This time, that won’t be the case. The Patriots are expected to begin their search for a new head coach immediately, and, according to league sources, the early signs point to one person. Kraft and company are expected to pursue Mike Vrabel, the 49-year-old former Patriots linebacker who shined for Belichick from 2001 to 2008 during the team’s first dynasty, though the franchise must conduct additional interviews for the job in compliance with the league’s Rooney Rule.

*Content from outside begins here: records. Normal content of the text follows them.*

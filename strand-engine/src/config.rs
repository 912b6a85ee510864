//! Engine configuration via TOML.
//!
//! Missing or corrupted config files log a warning and fall back to defaults,
//! so a fresh install needs no config at all.

use std::path::{Path, PathBuf};

use anyhow::{Context, Result};
use serde::{Deserialize, Serialize};

#[derive(Debug, Clone, PartialEq, Serialize, Deserialize)]
#[serde(default)]
pub struct EngineConfig {
    /// Root for blobs, keys, subscriptions, and reassembled downloads.
    pub data_dir: PathBuf,
    /// Blob server port; 0 picks an ephemeral port.
    pub listen_port: u16,
    /// Global cap on simultaneously active blob downloads.
    pub max_concurrent_downloads: usize,
    /// Subscription poll period in seconds.
    pub poll_interval_secs: u64,
    /// Blob store capacity in bytes; oldest blobs are evicted past it.
    pub store_capacity_bytes: u64,
    /// Cap on simultaneously served peer connections.
    pub max_connections: usize,
    /// Re-hash every stored blob at startup, quarantining mismatches.
    pub verify_store_on_open: bool,
}

impl Default for EngineConfig {
    fn default() -> Self {
        Self {
            data_dir: PathBuf::from("strand-data"),
            listen_port: 0,
            max_concurrent_downloads: 3,
            poll_interval_secs: 600,
            store_capacity_bytes: 10 * 1024 * 1024 * 1024,
            max_connections: 64,
            verify_store_on_open: false,
        }
    }
}

impl EngineConfig {
    /// Load from `path`, falling back to defaults if the file is missing or
    /// unreadable.
    pub fn load(path: &Path) -> Self {
        match std::fs::read_to_string(path) {
            Ok(contents) => match toml::from_str(&contents) {
                Ok(config) => {
                    tracing::info!(path = %path.display(), "config loaded");
                    config
                }
                Err(e) => {
                    tracing::warn!(
                        path = %path.display(),
                        error = %e,
                        "corrupted config file, using defaults"
                    );
                    Self::default()
                }
            },
            Err(e) if e.kind() == std::io::ErrorKind::NotFound => {
                tracing::info!(path = %path.display(), "config file not found, using defaults");
                Self::default()
            }
            Err(e) => {
                tracing::warn!(
                    path = %path.display(),
                    error = %e,
                    "failed to read config file, using defaults"
                );
                Self::default()
            }
        }
    }

    pub fn save(&self, path: &Path) -> Result<()> {
        if let Some(parent) = path.parent() {
            std::fs::create_dir_all(parent)
                .with_context(|| format!("failed to create config directory: {}", parent.display()))?;
        }
        let contents = toml::to_string_pretty(self).context("failed to serialize config")?;
        std::fs::write(path, contents)
            .with_context(|| format!("failed to write config file: {}", path.display()))?;
        Ok(())
    }
}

Vrabel was the head coach of the Tennessee Titans for six years, leading them to two division titles and an AFC Championship Game appearance while amassing a 54-45 record. But last year, the trust in Vrabel began to erode when team brass watched Vrabel spend his bye weekend in Foxboro being inducted into the Patriots Hall of Fame while soaking up all things New England. During his on-field speech at halftime, Vrabel, still the Titans head coach, even said, “We’ve got a game to win,” in reference to the Patriots. Less than three months later, Vrabel was fired and didn’t land another head-coaching job.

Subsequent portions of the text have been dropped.